Now Deiters is waiting for the results of the SD investigations, after further pursuance of the matter was taken out of his hands early in February. ‘I called you here today, Mr Deiters,’ Wellenhöfer begins the conversation, ‘to tell you that we are almost certain that we have identified the perpetrator.’
Deiters sits bolt upright.
‘Really?’ he says, almost breathless. ‘Congratulations!’
‘Thank you,’ Wellenhöfer says carelessly, looks at him with cool contempt and lights a cigarette.
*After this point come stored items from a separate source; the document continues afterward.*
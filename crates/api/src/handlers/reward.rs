//! Handlers for the `/rewards` resource: point totals, the transaction
//! ledger, and redemption.
//!
//! All endpoints require authentication via [`AuthUser`].

use axum::extract::{Query, State};
use axum::Json;
use serde::Deserialize;
use wastewise_core::error::CoreError;
use wastewise_db::repositories::{LedgerRepo, RewardRepo, TransactionRepo};

use crate::error::{AppError, AppResult};
use crate::middleware::auth::AuthUser;
use crate::state::AppState;

/// Maximum page size for transaction listing.
const MAX_LIMIT: i64 = 100;

/// Default page size for transaction listing.
const DEFAULT_LIMIT: i64 = 10;

// ---------------------------------------------------------------------------
// Query / request types
// ---------------------------------------------------------------------------

/// Query parameters for `GET /rewards/transactions`.
#[derive(Debug, Deserialize)]
pub struct TransactionQuery {
    /// Maximum number of results. Defaults to 10, capped at 100.
    pub limit: Option<i64>,
    /// Number of results to skip. Defaults to 0.
    pub offset: Option<i64>,
}

/// Request body for `POST /rewards/redeem`.
#[derive(Debug, Deserialize)]
pub struct RedeemRequest {
    pub points: i32,
    /// Optional description recorded on the ledger entry.
    pub description: Option<String>,
}

// ---------------------------------------------------------------------------
// Handlers
// ---------------------------------------------------------------------------

/// GET /api/v1/rewards
///
/// The authenticated user's current point total. Users who have never
/// earned points get 0, not a 404.
pub async fn get_rewards(
    auth: AuthUser,
    State(state): State<AppState>,
) -> AppResult<Json<serde_json::Value>> {
    let points = RewardRepo::points_for_user(&state.pool, auth.user_id).await?;

    Ok(Json(serde_json::json!({
        "data": { "points": points }
    })))
}

/// GET /api/v1/rewards/balance
///
/// The authenticated user's balance derived from the full transaction
/// history, floored at zero. Reconciles against the running total in the
/// rewards row.
pub async fn get_balance(
    auth: AuthUser,
    State(state): State<AppState>,
) -> AppResult<Json<serde_json::Value>> {
    let balance = TransactionRepo::balance_for_user(&state.pool, auth.user_id).await?;

    Ok(Json(serde_json::json!({
        "data": { "balance": balance }
    })))
}

/// GET /api/v1/rewards/transactions
///
/// Page through the authenticated user's ledger entries, newest first.
/// Includes a `total` count so clients can page without summing.
pub async fn list_transactions(
    auth: AuthUser,
    State(state): State<AppState>,
    Query(params): Query<TransactionQuery>,
) -> AppResult<Json<serde_json::Value>> {
    let limit = params.limit.unwrap_or(DEFAULT_LIMIT).clamp(1, MAX_LIMIT);
    let offset = params.offset.unwrap_or(0).max(0);

    let transactions =
        TransactionRepo::list_for_user(&state.pool, auth.user_id, limit, offset).await?;
    let total = TransactionRepo::count_for_user(&state.pool, auth.user_id).await?;

    Ok(Json(serde_json::json!({
        "data": {
            "transactions": transactions,
            "total": total,
        }
    })))
}

/// POST /api/v1/rewards/redeem
///
/// Spend points from the authenticated user's balance. Redeeming more than
/// the current balance is a conflict and writes nothing.
pub async fn redeem(
    auth: AuthUser,
    State(state): State<AppState>,
    Json(input): Json<RedeemRequest>,
) -> AppResult<Json<serde_json::Value>> {
    if input.points <= 0 {
        return Err(AppError::Core(CoreError::Validation(
            "Field `points` must be a positive number".into(),
        )));
    }

    let description = input
        .description
        .as_deref()
        .filter(|d| !d.trim().is_empty())
        .unwrap_or("Points redeemed");

    let outcome = LedgerRepo::redeem(&state.pool, auth.user_id, input.points, description).await?;

    tracing::info!(
        user_id = auth.user_id,
        points = input.points,
        "Points redeemed"
    );

    Ok(Json(serde_json::json!({
        "data": {
            "points": outcome.points,
            "transaction": outcome.transaction,
        }
    })))
}
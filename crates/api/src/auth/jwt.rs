//! JWT access-token generation/validation and refresh-token helpers.
//!
//! Access tokens are HS256-signed JWTs containing a [`Claims`] payload.
//! Refresh tokens are opaque random strings; only their SHA-256 hash is stored
//! server-side so a database leak does not compromise active sessions.

use jsonwebtoken::{decode, encode, DecodingKey, EncodingKey, Header, Validation};
use serde::{Deserialize, Serialize};
use sha2::{Digest, Sha256};
use uuid::Uuid;
use wastewise_core::types::DbId;

/// JWT claims embedded in every access token.
#[derive(Debug, Serialize, Deserialize, Clone)]
pub struct Claims {
    /// Subject -- the user's internal database id.
    pub sub: DbId,
    /// Expiration time (UTC Unix timestamp).
    pub exp: i64,
    /// Issued-at time (UTC Unix timestamp).
    pub iat: i64,
    /// Unique token identifier (UUID v4) for revocation / audit.
    pub jti: String,
}

/// Configuration for JWT token generation and validation.
#[derive(Debug, Clone)]
pub struct JwtConfig {
    /// HMAC-SHA256 secret used to sign and verify tokens.
    pub secret: String,
    /// Access token lifetime in minutes (default: 15).
    pub access_token_expiry_mins: i64,
    /// Refresh token lifetime in days (default: 7).
    pub refresh_token_expiry_days: i64,
}

/// Default access token expiry in minutes.
const DEFAULT_ACCESS_EXPIRY_MINS: i64 = 15;
/// Default refresh token expiry in days.
const DEFAULT_REFRESH_EXPIRY_DAYS: i64 = 7;

impl JwtConfig {
    /// Load JWT configuration from environment variables.
    ///
    /// | Env Var                    | Required | Default |
    /// |----------------------------|----------|---------|
    /// | `JWT_SECRET`               | **yes**  | --      |
    /// | `JWT_ACCESS_EXPIRY_MINS`   | no       | `15`    |
    /// | `JWT_REFRESH_EXPIRY_DAYS`  | no       | `7`     |
    ///
    /// # Panics
    ///
    /// Panics if `JWT_SECRET` is not set or is empty.
    pub fn from_env() -> Self {
        let secret =
            std::env::var("JWT_SECRET").expect("JWT_SECRET must be set in the environment");
        assert!(!secret.is_empty(), "JWT_SECRET must not be empty");

        let access_token_expiry_mins: i64 = std::env::var("JWT_ACCESS_EXPIRY_MINS")
            .unwrap_or_else(|_| DEFAULT_ACCESS_EXPIRY_MINS.to_string())
            .parse()
            .expect("JWT_ACCESS_EXPIRY_MINS must be a valid i64");

        let refresh_token_expiry_days: i64 = std::env::var("JWT_REFRESH_EXPIRY_DAYS")
            .unwrap_or_else(|_| DEFAULT_REFRESH_EXPIRY_DAYS.to_string())
            .parse()
            .expect("JWT_REFRESH_EXPIRY_DAYS must be a valid i64");

        Self {
            secret,
            access_token_expiry_mins,
            refresh_token_expiry_days,
        }
    }
}

/// Generate an HS256 access token for the given user.
pub fn generate_access_token(
    user_id: DbId,
    config: &JwtConfig,
) -> Result<String, jsonwebtoken::errors::Error> {
    let now = chrono::Utc::now().timestamp();
    let exp = now + config.access_token_expiry_mins * 60;

    let claims = Claims {
        sub: user_id,
        exp,
        iat: now,
        jti: Uuid::new_v4().to_string(),
    };

    encode(
        &Header::default(), // HS256
        &claims,
        &EncodingKey::from_secret(config.secret.as_bytes()),
    )
}

/// Validate and decode an access token, returning the embedded [`Claims`].
///
/// Validates the signature, expiration, and issued-at claims automatically.
pub fn validate_token(
    token: &str,
    config: &JwtConfig,
) -> Result<Claims, jsonwebtoken::errors::Error> {
    let token_data = decode::<Claims>(
        token,
        &DecodingKey::from_secret(config.secret.as_bytes()),
        &Validation::default(), // HS256, validates exp
    )?;
    Ok(token_data.claims)
}

/// Generate a cryptographically random refresh token.
///
/// Returns a tuple of `(plaintext_token, sha256_hex_hash)`. The plaintext is
/// sent to the client; only the hash should be persisted server-side.
pub fn generate_refresh_token() -> (String, String) {
    let plaintext = Uuid::new_v4().to_string();
    let hash = hash_refresh_token(&plaintext);
    (plaintext, hash)
}

/// SHA-256 hash of a refresh token, hex-encoded.
pub fn hash_refresh_token(token: &str) -> String {
    let digest = Sha256::digest(token.as_bytes());
    digest.iter().map(|b| format!("{b:02x}")).collect()
}

#[cfg(test)]
mod tests {
    use super::*;

    fn test_config() -> JwtConfig {
        JwtConfig {
            secret: "test-secret-do-not-use-in-production".to_string(),
            access_token_expiry_mins: 15,
            refresh_token_expiry_days: 7,
        }
    }

    #[test]
    fn test_generate_and_validate_round_trip() {
        let config = test_config();
        let token = generate_access_token(42, &config).expect("generation should succeed");
        let claims = validate_token(&token, &config).expect("validation should succeed");
        assert_eq!(claims.sub, 42);
        assert!(claims.exp > claims.iat);
    }

    #[test]
    fn test_wrong_secret_rejected() {
        let config = test_config();
        let token = generate_access_token(42, &config).unwrap();

        let mut other = test_config();
        other.secret = "a-different-secret".to_string();
        assert!(validate_token(&token, &other).is_err());
    }

    #[test]
    fn test_refresh_token_hash_is_stable() {
        let (plaintext, hash) = generate_refresh_token();
        assert_eq!(hash_refresh_token(&plaintext), hash);
        assert_eq!(hash.len(), 64, "sha256 hex digest is 64 chars");
    }
}
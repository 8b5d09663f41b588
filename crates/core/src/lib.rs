//! Domain logic shared across the wastewise workspace.
//!
//! Contains only pure types and functions -- no I/O. The database layer
//! (`wastewise-db`) and HTTP layer (`wastewise-api`) build on these.

pub mod error;
pub mod ledger;
pub mod types;
pub mod verification;
//! Route definitions, one module per resource.

use axum::Router;

use crate::state::AppState;

pub mod auth;
pub mod health;
pub mod notification;
pub mod report;
pub mod reward;

/// All versioned API routes, intended to be nested under `/api/v1`.
pub fn api_routes() -> Router<AppState> {
    Router::new()
        .nest("/auth", auth::router())
        .nest("/reports", report::router())
        .nest("/rewards", reward::router())
        .nest("/notifications", notification::router())
}
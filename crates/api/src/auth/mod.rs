//! Session-token management.
//!
//! Identity itself comes from the wallet provider in the client; the server
//! only receives an email + display name and issues its own expiring
//! credentials against the provisioned user row.

pub mod jwt;
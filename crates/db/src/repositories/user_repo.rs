//! Repository for the `users` table.

use sqlx::PgPool;
use wastewise_core::types::DbId;

use crate::models::user::{CreateUser, User};

/// Column list shared across queries to avoid repetition.
const COLUMNS: &str = "id, email, name, created_at";

/// Provides CRUD operations for users.
pub struct UserRepo;

impl UserRepo {
    /// Find an existing user by email or provision a new row.
    ///
    /// Provisioning is an upsert so two concurrent first logins with the
    /// same email resolve to the same row. The stored display name is not
    /// overwritten on subsequent logins.
    pub async fn get_or_create(pool: &PgPool, input: &CreateUser) -> Result<User, sqlx::Error> {
        let query = format!(
            "INSERT INTO users (email, name)
             VALUES ($1, $2)
             ON CONFLICT ON CONSTRAINT uq_users_email
             DO UPDATE SET email = EXCLUDED.email
             RETURNING {COLUMNS}"
        );
        sqlx::query_as::<_, User>(&query)
            .bind(&input.email)
            .bind(&input.name)
            .fetch_one(pool)
            .await
    }

    /// Find a user by internal ID.
    pub async fn find_by_id(pool: &PgPool, id: DbId) -> Result<Option<User>, sqlx::Error> {
        let query = format!("SELECT {COLUMNS} FROM users WHERE id = $1");
        sqlx::query_as::<_, User>(&query)
            .bind(id)
            .fetch_optional(pool)
            .await
    }

    /// Find a user by email (case-sensitive).
    pub async fn find_by_email(pool: &PgPool, email: &str) -> Result<Option<User>, sqlx::Error> {
        let query = format!("SELECT {COLUMNS} FROM users WHERE email = $1");
        sqlx::query_as::<_, User>(&query)
            .bind(email)
            .fetch_optional(pool)
            .await
    }
}
//! Shared helpers for HTTP-level integration tests.

use std::sync::Arc;

use axum::body::Body;
use axum::http::header::{AUTHORIZATION, CONTENT_TYPE};
use axum::http::{Request, Response, StatusCode};
use axum::Router;
use http_body_util::BodyExt;
use sqlx::PgPool;
use tower::ServiceExt;

use wastewise_api::auth::jwt::{generate_access_token, JwtConfig};
use wastewise_api::config::ServerConfig;
use wastewise_api::router::build_app_router;
use wastewise_api::state::AppState;
use wastewise_classifier::{ClassifierClient, ClassifierConfig};
use wastewise_core::types::DbId;
use wastewise_db::models::user::{CreateUser, User};
use wastewise_db::repositories::UserRepo;

/// Build a test `ServerConfig` with safe defaults and a fixed JWT secret.
pub fn test_config() -> ServerConfig {
    ServerConfig {
        host: "127.0.0.1".to_string(),
        port: 0,
        cors_origins: vec!["http://localhost:3001".to_string()],
        request_timeout_secs: 30,
        jwt: JwtConfig {
            secret: "integration-test-secret".to_string(),
            access_token_expiry_mins: 15,
            refresh_token_expiry_days: 7,
        },
    }
}

/// Build the full application router with all middleware layers, using the
/// given database pool.
///
/// This goes through [`build_app_router`] so integration tests exercise the
/// same middleware stack (CORS, request ID, timeout, tracing, panic
/// recovery) that production uses. The classifier client points at an
/// unroutable address: tests that hit `/reports/verify` expect the upstream
/// to be unavailable, and everything else never touches it.
pub fn build_test_app(pool: PgPool) -> Router {
    let config = test_config();

    let classifier = ClassifierClient::new(ClassifierConfig {
        api_key: "test-key".to_string(),
        model: "test-model".to_string(),
        base_url: "http://127.0.0.1:9".to_string(),
        timeout_secs: 1,
    })
    .expect("classifier client should build");

    let state = AppState {
        pool,
        config: Arc::new(config.clone()),
        classifier: Arc::new(classifier),
    };

    build_app_router(state, &config)
}

// ---------------------------------------------------------------------------
// User / token helpers
// ---------------------------------------------------------------------------

/// Create a test user directly in the database.
pub async fn create_test_user(pool: &PgPool, email: &str, name: &str) -> User {
    UserRepo::get_or_create(
        pool,
        &CreateUser {
            email: email.to_string(),
            name: name.to_string(),
        },
    )
    .await
    .expect("user creation should succeed")
}

/// Issue an access token for a user, signed with the test JWT secret.
pub fn access_token_for(user_id: DbId) -> String {
    generate_access_token(user_id, &test_config().jwt).expect("token generation should succeed")
}

// ---------------------------------------------------------------------------
// Request helpers
// ---------------------------------------------------------------------------

/// Send an unauthenticated GET request.
pub async fn get(app: Router, uri: &str) -> Response<Body> {
    let request = Request::builder()
        .method("GET")
        .uri(uri)
        .body(Body::empty())
        .expect("request should build");
    app.oneshot(request).await.expect("request should succeed")
}

/// Send a GET request with a Bearer token.
pub async fn get_auth(app: Router, uri: &str, token: &str) -> Response<Body> {
    let request = Request::builder()
        .method("GET")
        .uri(uri)
        .header(AUTHORIZATION, format!("Bearer {token}"))
        .body(Body::empty())
        .expect("request should build");
    app.oneshot(request).await.expect("request should succeed")
}

/// Send an unauthenticated POST request with a JSON body.
pub async fn post_json(app: Router, uri: &str, body: serde_json::Value) -> Response<Body> {
    let request = Request::builder()
        .method("POST")
        .uri(uri)
        .header(CONTENT_TYPE, "application/json")
        .body(Body::from(body.to_string()))
        .expect("request should build");
    app.oneshot(request).await.expect("request should succeed")
}

/// Send a POST request with a JSON body and a Bearer token.
pub async fn post_json_auth(
    app: Router,
    uri: &str,
    token: &str,
    body: serde_json::Value,
) -> Response<Body> {
    let request = Request::builder()
        .method("POST")
        .uri(uri)
        .header(CONTENT_TYPE, "application/json")
        .header(AUTHORIZATION, format!("Bearer {token}"))
        .body(Body::from(body.to_string()))
        .expect("request should build");
    app.oneshot(request).await.expect("request should succeed")
}

/// Send a POST request with an empty body and a Bearer token.
pub async fn post_auth(app: Router, uri: &str, token: &str) -> Response<Body> {
    let request = Request::builder()
        .method("POST")
        .uri(uri)
        .header(AUTHORIZATION, format!("Bearer {token}"))
        .body(Body::empty())
        .expect("request should build");
    app.oneshot(request).await.expect("request should succeed")
}

/// Read a response body as JSON.
pub async fn body_json(response: Response<Body>) -> serde_json::Value {
    let bytes = response
        .into_body()
        .collect()
        .await
        .expect("body should collect")
        .to_bytes();
    serde_json::from_slice(&bytes).expect("body should be valid JSON")
}

/// Assert a response status, panicking with the body for easier debugging.
pub async fn assert_status(response: Response<Body>, expected: StatusCode) -> serde_json::Value {
    let status = response.status();
    let json = body_json(response).await;
    assert_eq!(status, expected, "unexpected status, body: {json}");
    json
}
‘So who is it, if I may ask?’ Deiters asks. ‘You must tell me, after all, so that I can take my own measures.’
Wellenhöfer blows the smoke from his cigarette playfully in front of him. ‘You have absolutely no measures to take, Mr Deiters,’ he says in a cold and cutting voice. ‘You will do what I tell you to do, no more and no less.’
‘Of course,’ Deiters says and smiles awkwardly, ‘I was just saying.’
‘Your opinion is absolutely undesirable to me, and of no interest whatsoever,’ the Sturmbannführer continues in the same tone. ‘I have called you here today, not to hear your unimportant opinions, but to give you orders and precise instructions.’
Deiters shrinks under his sharp, aggressive tone. ‘Of course,’ he says quietly. ‘May I be permitted one question, Mr Sturmbannführer?’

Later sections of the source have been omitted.